### EXERCISE DIRECTIONS
Examine the records and identify each line that includes the string "format". Copy those lines.

### GIVEN DATA
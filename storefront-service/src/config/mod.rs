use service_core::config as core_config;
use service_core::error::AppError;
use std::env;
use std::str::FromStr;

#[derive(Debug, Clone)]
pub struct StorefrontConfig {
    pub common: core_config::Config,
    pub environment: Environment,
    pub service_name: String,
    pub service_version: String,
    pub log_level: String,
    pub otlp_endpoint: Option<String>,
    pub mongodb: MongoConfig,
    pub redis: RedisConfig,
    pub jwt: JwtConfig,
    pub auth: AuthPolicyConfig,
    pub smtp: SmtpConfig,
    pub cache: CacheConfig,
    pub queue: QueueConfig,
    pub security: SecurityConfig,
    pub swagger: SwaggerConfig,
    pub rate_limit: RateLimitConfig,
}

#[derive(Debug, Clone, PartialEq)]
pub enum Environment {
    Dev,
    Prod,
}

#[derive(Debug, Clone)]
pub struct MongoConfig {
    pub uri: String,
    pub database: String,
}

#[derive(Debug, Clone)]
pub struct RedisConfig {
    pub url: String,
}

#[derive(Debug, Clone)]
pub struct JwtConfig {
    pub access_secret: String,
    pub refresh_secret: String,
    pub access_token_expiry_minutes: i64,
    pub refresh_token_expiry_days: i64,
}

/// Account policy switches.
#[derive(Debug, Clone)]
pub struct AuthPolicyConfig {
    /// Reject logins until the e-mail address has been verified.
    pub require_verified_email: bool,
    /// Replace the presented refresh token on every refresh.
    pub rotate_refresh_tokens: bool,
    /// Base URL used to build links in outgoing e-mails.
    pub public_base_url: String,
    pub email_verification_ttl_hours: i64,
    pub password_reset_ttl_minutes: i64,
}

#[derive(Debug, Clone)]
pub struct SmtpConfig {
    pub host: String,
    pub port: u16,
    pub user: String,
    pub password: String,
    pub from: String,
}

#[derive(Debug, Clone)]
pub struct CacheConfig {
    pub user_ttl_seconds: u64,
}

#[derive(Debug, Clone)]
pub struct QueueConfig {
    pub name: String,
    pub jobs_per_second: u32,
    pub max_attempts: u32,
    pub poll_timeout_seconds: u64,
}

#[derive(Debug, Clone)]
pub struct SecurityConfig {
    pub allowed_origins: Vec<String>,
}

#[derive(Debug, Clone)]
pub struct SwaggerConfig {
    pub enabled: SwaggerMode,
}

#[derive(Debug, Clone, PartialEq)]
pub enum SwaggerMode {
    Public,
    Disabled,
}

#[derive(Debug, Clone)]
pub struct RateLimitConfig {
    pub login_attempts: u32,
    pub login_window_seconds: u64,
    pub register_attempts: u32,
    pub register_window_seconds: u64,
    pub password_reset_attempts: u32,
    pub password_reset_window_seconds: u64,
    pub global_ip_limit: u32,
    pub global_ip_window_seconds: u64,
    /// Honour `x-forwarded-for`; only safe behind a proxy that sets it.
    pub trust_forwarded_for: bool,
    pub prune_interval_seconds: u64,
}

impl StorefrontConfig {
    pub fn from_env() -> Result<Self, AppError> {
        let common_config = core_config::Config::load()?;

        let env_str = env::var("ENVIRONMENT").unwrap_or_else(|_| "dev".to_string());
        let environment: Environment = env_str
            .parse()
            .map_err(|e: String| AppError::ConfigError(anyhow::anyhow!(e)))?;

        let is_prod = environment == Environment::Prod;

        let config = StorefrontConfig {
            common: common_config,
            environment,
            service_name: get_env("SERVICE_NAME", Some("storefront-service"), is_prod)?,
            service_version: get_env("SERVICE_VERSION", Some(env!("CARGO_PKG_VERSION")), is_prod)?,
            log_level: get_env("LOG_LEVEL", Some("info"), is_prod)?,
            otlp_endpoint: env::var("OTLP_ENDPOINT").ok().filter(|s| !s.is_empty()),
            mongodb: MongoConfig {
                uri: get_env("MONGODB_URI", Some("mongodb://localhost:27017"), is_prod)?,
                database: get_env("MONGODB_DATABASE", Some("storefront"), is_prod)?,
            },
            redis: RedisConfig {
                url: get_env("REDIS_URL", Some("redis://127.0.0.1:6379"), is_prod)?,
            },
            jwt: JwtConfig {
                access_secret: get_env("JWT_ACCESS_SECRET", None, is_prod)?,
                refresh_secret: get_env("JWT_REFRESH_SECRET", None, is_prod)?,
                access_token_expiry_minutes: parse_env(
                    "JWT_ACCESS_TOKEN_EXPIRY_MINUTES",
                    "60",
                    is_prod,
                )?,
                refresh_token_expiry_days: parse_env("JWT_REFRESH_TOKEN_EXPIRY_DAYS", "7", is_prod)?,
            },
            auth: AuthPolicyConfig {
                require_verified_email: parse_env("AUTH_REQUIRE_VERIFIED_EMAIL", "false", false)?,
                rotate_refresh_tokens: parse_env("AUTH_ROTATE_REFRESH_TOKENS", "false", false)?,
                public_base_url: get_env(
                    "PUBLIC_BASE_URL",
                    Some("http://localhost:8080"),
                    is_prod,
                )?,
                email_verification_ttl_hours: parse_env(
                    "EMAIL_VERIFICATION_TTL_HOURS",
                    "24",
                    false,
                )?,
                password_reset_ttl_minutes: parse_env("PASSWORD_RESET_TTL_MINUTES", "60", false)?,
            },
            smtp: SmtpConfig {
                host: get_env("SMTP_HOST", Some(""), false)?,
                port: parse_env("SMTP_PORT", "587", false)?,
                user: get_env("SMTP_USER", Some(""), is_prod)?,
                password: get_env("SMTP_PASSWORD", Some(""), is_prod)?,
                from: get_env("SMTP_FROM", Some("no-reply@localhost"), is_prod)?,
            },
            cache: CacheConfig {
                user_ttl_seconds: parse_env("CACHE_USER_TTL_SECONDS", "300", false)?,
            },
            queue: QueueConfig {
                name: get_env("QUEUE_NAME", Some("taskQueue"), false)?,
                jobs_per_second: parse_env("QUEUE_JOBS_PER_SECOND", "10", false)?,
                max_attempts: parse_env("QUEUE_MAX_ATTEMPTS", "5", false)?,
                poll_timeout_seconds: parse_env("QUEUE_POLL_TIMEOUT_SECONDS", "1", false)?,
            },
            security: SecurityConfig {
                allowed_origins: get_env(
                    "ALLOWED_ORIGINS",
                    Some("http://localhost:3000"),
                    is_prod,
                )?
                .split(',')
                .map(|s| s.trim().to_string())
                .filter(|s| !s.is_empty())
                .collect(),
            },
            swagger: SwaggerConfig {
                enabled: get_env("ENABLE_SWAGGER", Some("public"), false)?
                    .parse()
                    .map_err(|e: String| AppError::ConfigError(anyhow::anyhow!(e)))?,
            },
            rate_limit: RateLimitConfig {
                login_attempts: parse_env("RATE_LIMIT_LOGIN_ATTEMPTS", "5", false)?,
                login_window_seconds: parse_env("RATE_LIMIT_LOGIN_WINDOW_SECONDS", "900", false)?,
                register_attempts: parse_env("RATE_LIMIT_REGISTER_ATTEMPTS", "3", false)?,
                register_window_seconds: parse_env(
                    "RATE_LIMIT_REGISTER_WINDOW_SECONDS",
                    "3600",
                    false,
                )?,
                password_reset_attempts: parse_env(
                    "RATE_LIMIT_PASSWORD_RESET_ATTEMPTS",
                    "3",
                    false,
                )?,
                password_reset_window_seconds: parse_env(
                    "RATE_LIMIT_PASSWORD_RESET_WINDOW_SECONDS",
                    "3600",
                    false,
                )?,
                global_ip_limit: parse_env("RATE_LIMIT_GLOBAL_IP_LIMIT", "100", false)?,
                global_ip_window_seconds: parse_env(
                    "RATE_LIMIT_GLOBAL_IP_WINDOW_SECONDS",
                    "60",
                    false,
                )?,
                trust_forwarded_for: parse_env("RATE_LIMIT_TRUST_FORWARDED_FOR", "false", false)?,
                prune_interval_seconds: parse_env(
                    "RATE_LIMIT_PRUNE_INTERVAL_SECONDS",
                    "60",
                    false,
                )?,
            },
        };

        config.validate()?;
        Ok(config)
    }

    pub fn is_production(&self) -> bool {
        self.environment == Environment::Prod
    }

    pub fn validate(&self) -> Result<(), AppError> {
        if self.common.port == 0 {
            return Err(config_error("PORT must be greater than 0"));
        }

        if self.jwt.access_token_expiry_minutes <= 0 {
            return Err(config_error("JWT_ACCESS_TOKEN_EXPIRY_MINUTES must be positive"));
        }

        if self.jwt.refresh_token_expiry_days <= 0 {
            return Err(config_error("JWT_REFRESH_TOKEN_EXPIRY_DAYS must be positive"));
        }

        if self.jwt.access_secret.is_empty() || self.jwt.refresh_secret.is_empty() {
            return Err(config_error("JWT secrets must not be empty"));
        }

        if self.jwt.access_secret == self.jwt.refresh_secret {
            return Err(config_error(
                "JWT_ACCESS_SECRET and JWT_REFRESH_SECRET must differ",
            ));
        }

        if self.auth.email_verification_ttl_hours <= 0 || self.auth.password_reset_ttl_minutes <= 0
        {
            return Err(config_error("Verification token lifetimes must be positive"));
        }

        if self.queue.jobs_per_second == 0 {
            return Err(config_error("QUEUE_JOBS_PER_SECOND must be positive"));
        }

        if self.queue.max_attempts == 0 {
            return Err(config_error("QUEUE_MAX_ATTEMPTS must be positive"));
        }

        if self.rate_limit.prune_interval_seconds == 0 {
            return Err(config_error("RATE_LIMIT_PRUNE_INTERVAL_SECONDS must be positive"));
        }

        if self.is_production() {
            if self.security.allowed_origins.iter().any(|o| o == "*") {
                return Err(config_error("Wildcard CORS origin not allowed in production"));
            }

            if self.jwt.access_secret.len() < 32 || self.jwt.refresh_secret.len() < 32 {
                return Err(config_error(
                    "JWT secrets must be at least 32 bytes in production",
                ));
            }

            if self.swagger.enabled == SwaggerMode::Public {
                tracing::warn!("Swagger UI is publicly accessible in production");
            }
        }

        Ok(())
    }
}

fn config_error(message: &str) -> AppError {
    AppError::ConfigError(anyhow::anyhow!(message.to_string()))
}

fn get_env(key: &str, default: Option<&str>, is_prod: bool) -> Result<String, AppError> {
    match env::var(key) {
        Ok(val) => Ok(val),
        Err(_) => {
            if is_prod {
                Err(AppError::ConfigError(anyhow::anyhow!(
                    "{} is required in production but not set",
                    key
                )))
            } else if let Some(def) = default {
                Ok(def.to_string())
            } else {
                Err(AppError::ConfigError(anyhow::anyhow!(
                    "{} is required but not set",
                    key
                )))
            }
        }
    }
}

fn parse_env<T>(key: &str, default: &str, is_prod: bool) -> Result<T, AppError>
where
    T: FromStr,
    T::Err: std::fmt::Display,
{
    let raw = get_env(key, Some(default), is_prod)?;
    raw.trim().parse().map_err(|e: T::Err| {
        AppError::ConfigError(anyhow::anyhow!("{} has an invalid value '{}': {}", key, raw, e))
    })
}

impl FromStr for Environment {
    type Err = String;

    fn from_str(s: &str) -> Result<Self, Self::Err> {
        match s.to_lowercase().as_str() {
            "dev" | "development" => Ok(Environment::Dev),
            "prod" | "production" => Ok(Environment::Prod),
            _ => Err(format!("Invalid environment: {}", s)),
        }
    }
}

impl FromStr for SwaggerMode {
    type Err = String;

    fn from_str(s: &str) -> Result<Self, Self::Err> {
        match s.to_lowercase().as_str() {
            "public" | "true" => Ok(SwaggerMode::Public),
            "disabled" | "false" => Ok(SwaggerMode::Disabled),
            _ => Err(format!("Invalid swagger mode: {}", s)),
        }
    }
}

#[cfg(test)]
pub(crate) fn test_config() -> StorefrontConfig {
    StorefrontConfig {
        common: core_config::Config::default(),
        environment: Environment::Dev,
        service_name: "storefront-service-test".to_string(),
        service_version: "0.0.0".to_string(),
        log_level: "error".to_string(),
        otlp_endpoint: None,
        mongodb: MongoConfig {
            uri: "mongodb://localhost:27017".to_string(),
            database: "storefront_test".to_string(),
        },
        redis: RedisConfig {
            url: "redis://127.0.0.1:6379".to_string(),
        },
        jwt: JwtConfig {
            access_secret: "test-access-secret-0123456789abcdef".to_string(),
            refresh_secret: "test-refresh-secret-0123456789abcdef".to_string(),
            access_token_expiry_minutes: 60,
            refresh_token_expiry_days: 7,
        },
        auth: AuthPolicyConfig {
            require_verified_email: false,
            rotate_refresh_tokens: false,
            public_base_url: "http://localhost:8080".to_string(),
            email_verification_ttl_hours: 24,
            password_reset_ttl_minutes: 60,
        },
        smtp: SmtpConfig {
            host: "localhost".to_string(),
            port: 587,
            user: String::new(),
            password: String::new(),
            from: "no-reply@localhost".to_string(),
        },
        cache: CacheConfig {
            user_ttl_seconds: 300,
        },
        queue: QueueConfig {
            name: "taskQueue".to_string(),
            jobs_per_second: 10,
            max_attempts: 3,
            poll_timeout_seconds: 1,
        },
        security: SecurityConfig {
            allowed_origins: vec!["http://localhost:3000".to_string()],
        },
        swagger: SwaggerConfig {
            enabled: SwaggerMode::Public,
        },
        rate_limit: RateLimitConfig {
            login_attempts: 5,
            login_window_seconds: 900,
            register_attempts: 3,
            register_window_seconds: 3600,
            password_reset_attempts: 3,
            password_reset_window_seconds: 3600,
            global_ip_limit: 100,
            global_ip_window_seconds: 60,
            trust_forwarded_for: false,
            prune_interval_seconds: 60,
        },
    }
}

### YOUR RESPONSE
            _ => Err(format!("Invalid environment: {}", s)),
            _ => Err(format!("Invalid swagger mode: {}", s)),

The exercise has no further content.